The Bills That Actually Grow Without Anyone Noticing

Most cloud bills don't grow because of "the architecture." They grow because of small operational hygiene gaps that compound month over month: orphaned EBS volumes, NAT Gateway data charges, idle RDS replicas, S3 buckets without lifecycle policies, CloudWatch logs at 90-day retention that should be 14, dev-environment ALBs nobody turned off. Engineers can fix every item in this article without management theater, executive buy-in, or a FinOps consultant. This is the practitioner playbook for finding and eliminating the cloud waste that's hidden in plain sight.

Last updated: April 2026 — verified AWS Compute Optimizer, Trusted Advisor, Infracost, and AWS pricing for the line items below.

Where Cloud Bills Actually Hide Money

1. Orphaned EBS Volumes (the #1 most common waste)

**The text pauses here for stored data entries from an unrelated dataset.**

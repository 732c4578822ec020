#![allow(dead_code)]
//! Shared test helpers for integration tests.
//!
//! Include in each test file with:
//!   mod common;
//! then call `common::make_root(&["a", "b"])` to get a temp tree.

use std::fs;
use std::path::Path;

use devseed_lib::models::{Catalog, DocumentName};
use tempfile::TempDir;

/// Create a temp root with the given subdirectories already present.
pub fn make_root(existing: &[&str]) -> TempDir {
    let root = TempDir::new().unwrap();
    for dir in existing {
        fs::create_dir_all(root.path().join(dir)).unwrap();
    }
    root
}

/// The built-in catalog pointed at a custom directory list.
pub fn catalog_with_dirs(directories: &[&str]) -> Catalog {
    let mut catalog = Catalog::builtin();
    catalog.directories = directories.iter().map(|d| d.to_string()).collect();
    catalog
}

/// Parse every file name in `dir` as a generated document name.
pub fn document_names(dir: &Path) -> Vec<DocumentName> {
    devseed_lib::file_storage::list_documents(dir)
        .unwrap()
        .iter()
        .map(|name| DocumentName::parse(name).unwrap_or_else(|| panic!("bad name {}", name)))
        .collect()
}
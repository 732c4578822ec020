#[derive(Debug, Clone)]
pub struct GuidelineTemplate {
    pub language: &'static str,
    pub topic: &'static str,
    pub body: &'static str,
}

pub fn get_bundled_guidelines() -> Vec<GuidelineTemplate> {
    vec![
        GuidelineTemplate {
            language: "golang",
            topic: "code-styling",
            body: include_str!("guidelines/golang/code-styling.md"),
        },
        GuidelineTemplate {
            language: "golang",
            topic: "error-handling",
            body: include_str!("guidelines/golang/error-handling.md"),
        },
        GuidelineTemplate {
            language: "golang",
            topic: "testing",
            body: include_str!("guidelines/golang/testing.md"),
        },
        GuidelineTemplate {
            language: "golang",
            topic: "concurrency",
            body: include_str!("guidelines/golang/concurrency.md"),
        },
        GuidelineTemplate {
            language: "golang",
            topic: "performance",
            body: include_str!("guidelines/golang/performance.md"),
        },
        GuidelineTemplate {
            language: "python",
            topic: "code-styling",
            body: include_str!("guidelines/python/code-styling.md"),
        },
        GuidelineTemplate {
            language: "python",
            topic: "testing",
            body: include_str!("guidelines/python/testing.md"),
        },
        GuidelineTemplate {
            language: "python",
            topic: "packaging",
            body: include_str!("guidelines/python/packaging.md"),
        },
        GuidelineTemplate {
            language: "python",
            topic: "performance",
            body: include_str!("guidelines/python/performance.md"),
        },
        GuidelineTemplate {
            language: "python",
            topic: "async",
            body: include_str!("guidelines/python/async.md"),
        },
        GuidelineTemplate {
            language: "javascript",
            topic: "code-styling",
            body: include_str!("guidelines/javascript/code-styling.md"),
        },
        GuidelineTemplate {
            language: "javascript",
            topic: "testing",
            body: include_str!("guidelines/javascript/testing.md"),
        },
        GuidelineTemplate {
            language: "react",
            topic: "components",
            body: include_str!("guidelines/react/components.md"),
        },
        GuidelineTemplate {
            language: "react",
            topic: "hooks",
            body: include_str!("guidelines/react/hooks.md"),
        },
    ]
}
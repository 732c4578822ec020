use std::path::PathBuf;
use thiserror::Error;

#[derive(Debug, Error)]
pub enum AppError {
    #[error("IO error: {0}")]
    Io(#[from] std::io::Error),

    #[error("Failed to write '{}': {source}", path.display())]
    WriteFailure {
        path: PathBuf,
        #[source]
        source: std::io::Error,
    },

    #[error("Target directory does not exist: {}", path.display())]
    MissingDirectory { path: PathBuf },

    #[error("Target path is not a directory: {}", path.display())]
    NotADirectory { path: PathBuf },

    #[error("Invalid input: {message}")]
    InvalidInput { message: String },

    #[error("Catalog configuration error: {0}")]
    Config(String),

    #[error("Failed to serialize data: {0}")]
    Serialization(#[from] serde_json::Error),
}

pub type Result<T> = std::result::Result<T, AppError>;
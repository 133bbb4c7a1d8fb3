use sqlx::PgPool;

/// Implements every storage trait against one Postgres pool.
#[derive(Clone)]
pub struct PostgresRepository {
    pub pool: PgPool,
}

impl PostgresRepository {
    pub fn new(pool: PgPool) -> Self {
        Self { pool }
    }
}
use crate::database::postgres_repository::PostgresRepository;
use crate::error::app_error::AppError;
use crate::models::dashboard::{AdminDashboard, CustomerDashboard, EmployeeDashboard, EmployeeSummary, OrderSummary};

#[async_trait::async_trait]
pub trait DashboardRepository: Send + Sync {
    async fn admin_dashboard(&self, admin_id: i64) -> Result<AdminDashboard, AppError>;
    /// `None` when the employee row is missing or deactivated.
    async fn employee_dashboard(&self, employee_id: i64) -> Result<Option<EmployeeDashboard>, AppError>;
    /// `None` when the customer row is missing.
    async fn customer_dashboard(&self, customer_id: i64) -> Result<Option<CustomerDashboard>, AppError>;
}

#[derive(sqlx::FromRow)]
struct AdminTotals {
    total_products: i64,
    total_customers: i64,
    todays_revenue: f64,
    orders_today: i64,
}

#[derive(sqlx::FromRow)]
struct EmployeeRow {
    name: String,
    department_id: Option<i64>,
}

#[derive(sqlx::FromRow)]
struct EmployeeTotals {
    orders_today: i64,
    revenue_today: f64,
    low_stock_products: i64,
}

#[derive(sqlx::FromRow)]
struct CustomerRow {
    name: String,
    email: String,
}

#[derive(sqlx::FromRow)]
struct CustomerTotals {
    total_saved: f64,
    total_orders: i64,
}

#[async_trait::async_trait]
impl DashboardRepository for PostgresRepository {
    async fn admin_dashboard(&self, admin_id: i64) -> Result<AdminDashboard, AppError> {
        let admin_name = sqlx::query_scalar::<_, String>("SELECT name FROM administrator WHERE admin_id = $1")
            .bind(admin_id)
            .fetch_optional(&self.pool)
            .await?
            .unwrap_or_else(|| "Admin".to_string());

        let totals = sqlx::query_as::<_, AdminTotals>(
            r#"
            SELECT
                (SELECT COUNT(*) FROM product) AS total_products,
                (SELECT COUNT(*) FROM customer) AS total_customers,
                (SELECT COALESCE(SUM(total_amount), 0)::float8 FROM sales_transaction
                    WHERE transaction_date::date = CURRENT_DATE) AS todays_revenue,
                (SELECT COUNT(*) FROM sales_transaction
                    WHERE transaction_date::date = CURRENT_DATE) AS orders_today
            "#,
        )
        .fetch_one(&self.pool)
        .await?;

        let employees = sqlx::query_as::<_, EmployeeSummary>(
            r#"
            SELECT employee_id, name, email, department_id
            FROM employee
            WHERE is_active
            ORDER BY name
            "#,
        )
        .fetch_all(&self.pool)
        .await?;

        Ok(AdminDashboard {
            admin_name,
            total_products: totals.total_products,
            total_customers: totals.total_customers,
            todays_revenue: totals.todays_revenue,
            orders_today: totals.orders_today,
            employees,
        })
    }

    async fn employee_dashboard(&self, employee_id: i64) -> Result<Option<EmployeeDashboard>, AppError> {
        let Some(employee) = sqlx::query_as::<_, EmployeeRow>("SELECT name, department_id FROM employee WHERE employee_id = $1 AND is_active")
            .bind(employee_id)
            .fetch_optional(&self.pool)
            .await?
        else {
            return Ok(None);
        };

        let totals = sqlx::query_as::<_, EmployeeTotals>(
            r#"
            SELECT
                (SELECT COUNT(*) FROM transaction_details
                    WHERE employee_id = $1 AND created_at::date = CURRENT_DATE) AS orders_today,
                (SELECT COALESCE(SUM(subtotal), 0)::float8 FROM transaction_details
                    WHERE employee_id = $1 AND created_at::date = CURRENT_DATE) AS revenue_today,
                (SELECT COUNT(*) FROM inventory i
                    JOIN employee e ON e.department_id = i.department_id
                    WHERE e.employee_id = $1 AND i.quantity_available <= i.reorder_level) AS low_stock_products
            "#,
        )
        .bind(employee_id)
        .fetch_one(&self.pool)
        .await?;

        Ok(Some(EmployeeDashboard {
            name: employee.name,
            department_id: employee.department_id,
            orders_today: totals.orders_today,
            revenue_today: totals.revenue_today,
            low_stock_products: totals.low_stock_products,
        }))
    }

    async fn customer_dashboard(&self, customer_id: i64) -> Result<Option<CustomerDashboard>, AppError> {
        let Some(customer) = sqlx::query_as::<_, CustomerRow>("SELECT name, email FROM customer WHERE customer_id = $1")
            .bind(customer_id)
            .fetch_optional(&self.pool)
            .await?
        else {
            return Ok(None);
        };

        let orders = sqlx::query_as::<_, OrderSummary>(
            r#"
            SELECT
                t.transaction_id,
                t.transaction_date,
                t.total_amount::float8 AS total_amount,
                t.order_status,
                COALESCE(SUM(td.quantity), 0)::BIGINT AS item_count
            FROM sales_transaction t
            JOIN transaction_details td ON td.transaction_id = t.transaction_id
            WHERE t.customer_id = $1
            GROUP BY t.transaction_id, t.transaction_date, t.total_amount, t.order_status
            ORDER BY t.transaction_date DESC
            "#,
        )
        .bind(customer_id)
        .fetch_all(&self.pool)
        .await?;

        let totals = sqlx::query_as::<_, CustomerTotals>(
            r#"
            SELECT
                COALESCE(SUM(order_discount), 0)::float8 AS total_saved,
                COUNT(*) AS total_orders
            FROM sales_transaction
            WHERE customer_id = $1
            "#,
        )
        .bind(customer_id)
        .fetch_one(&self.pool)
        .await?;

        Ok(Some(CustomerDashboard {
            name: customer.name,
            email: customer.email,
            orders,
            total_saved: totals.total_saved,
            total_orders: totals.total_orders,
        }))
    }
}
use super::{SessionData, SessionStore};
use crate::clock::Clock;
use async_trait::async_trait;
use chrono::{DateTime, Duration, Utc};
use rand::distr::{Alphanumeric, SampleString};
use std::collections::HashMap;
use std::sync::Arc;
use tokio::sync::Mutex;

pub const TOKEN_LENGTH: usize = 64;

#[derive(Debug, Clone)]
struct SessionEntry {
    data: SessionData,
    expires_at: DateTime<Utc>,
}

/// Process-local session table. Sessions do not survive a restart.
pub struct InMemorySessionStore {
    ttl: Duration,
    clock: Arc<dyn Clock>,
    sessions: Mutex<HashMap<String, SessionEntry>>,
}

impl InMemorySessionStore {
    pub fn new(ttl: Duration, clock: Arc<dyn Clock>) -> Self {
        Self {
            ttl,
            clock,
            sessions: Mutex::new(HashMap::new()),
        }
    }

    fn new_token() -> String {
        Alphanumeric.sample_string(&mut rand::rng(), TOKEN_LENGTH)
    }
}

#[async_trait]
impl SessionStore for InMemorySessionStore {
    async fn create(&self, data: SessionData) -> String {
        let token = Self::new_token();
        let entry = SessionEntry {
            data,
            expires_at: self.clock.now() + self.ttl,
        };

        self.sessions.lock().await.insert(token.clone(), entry);
        token
    }

    async fn get(&self, token: &str) -> Option<SessionData> {
        let now = self.clock.now();
        let mut sessions = self.sessions.lock().await;

        let expired = sessions.get(token)?.expires_at < now;
        if expired {
            sessions.remove(token);
            return None;
        }

        sessions.get(token).map(|entry| entry.data.clone())
    }

    async fn update(&self, token: &str, partial: SessionData) {
        let expires_at = self.clock.now() + self.ttl;
        if let Some(entry) = self.sessions.lock().await.get_mut(token) {
            entry.data.merge(partial);
            entry.expires_at = expires_at;
        }
    }

    async fn destroy(&self, token: &str) {
        self.sessions.lock().await.remove(token);
    }

    async fn prune_expired(&self) -> usize {
        let now = self.clock.now();
        let mut sessions = self.sessions.lock().await;
        let before = sessions.len();
        sessions.retain(|_, entry| entry.expires_at >= now);
        before - sessions.len()
    }
}
use chrono::Duration;
use rocket::http::{Cookie, SameSite};

/// `<name>=<token>; HttpOnly; Path=/; Max-Age=<ttl>`
pub(super) fn session_cookie(name: &str, token: &str, ttl: Duration) -> Cookie<'static> {
    Cookie::build((name.to_string(), token.to_string()))
        .http_only(true)
        .path("/")
        .same_site(SameSite::Lax)
        .max_age(rocket::time::Duration::seconds(ttl.num_seconds()))
        .build()
}

/// Rocket turns this into the same cookie with an empty value and `Max-Age=0`.
pub(super) fn removal_cookie(name: &str) -> Cookie<'static> {
    Cookie::build(name.to_string()).path("/").build()
}

#[cfg(test)]
mod tests {
    use super::*;

    #[test]
    fn session_cookie_carries_contract_attributes() {
        let cookie = session_cookie("sessionId", "abc123", Duration::hours(24));
        let rendered = cookie.to_string();

        assert!(rendered.starts_with("sessionId=abc123"));
        assert!(rendered.contains("HttpOnly"));
        assert!(rendered.contains("Path=/"));
        assert!(rendered.contains("Max-Age=86400"));
    }
}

When you terminate an EC2 instance, the EBS volume doesn't auto-delete unless the volume's DeleteOnTermination flag is set. By default for additional volumes, it's not — so every "I'll just terminate this" leaves a 100 GB gp3 volume behind at $8/month. Multiplied by years of churn across hundreds of instances, this is often $500-3,000/month in pure waste.

How to find them:

aws ec2 describe-volumes \
  --filters Name=status,Values=available \
  --query 'Volumes[*].[VolumeId,Size,CreateTime,Tags]' \
  --output table

Any volume in available state is unattached. For each, check creation date and tags — anything older than 30 days with no DoNotDelete tag is almost certainly safe to delete after a final snapshot.

2. NAT Gateway Charges (the data-egress trap)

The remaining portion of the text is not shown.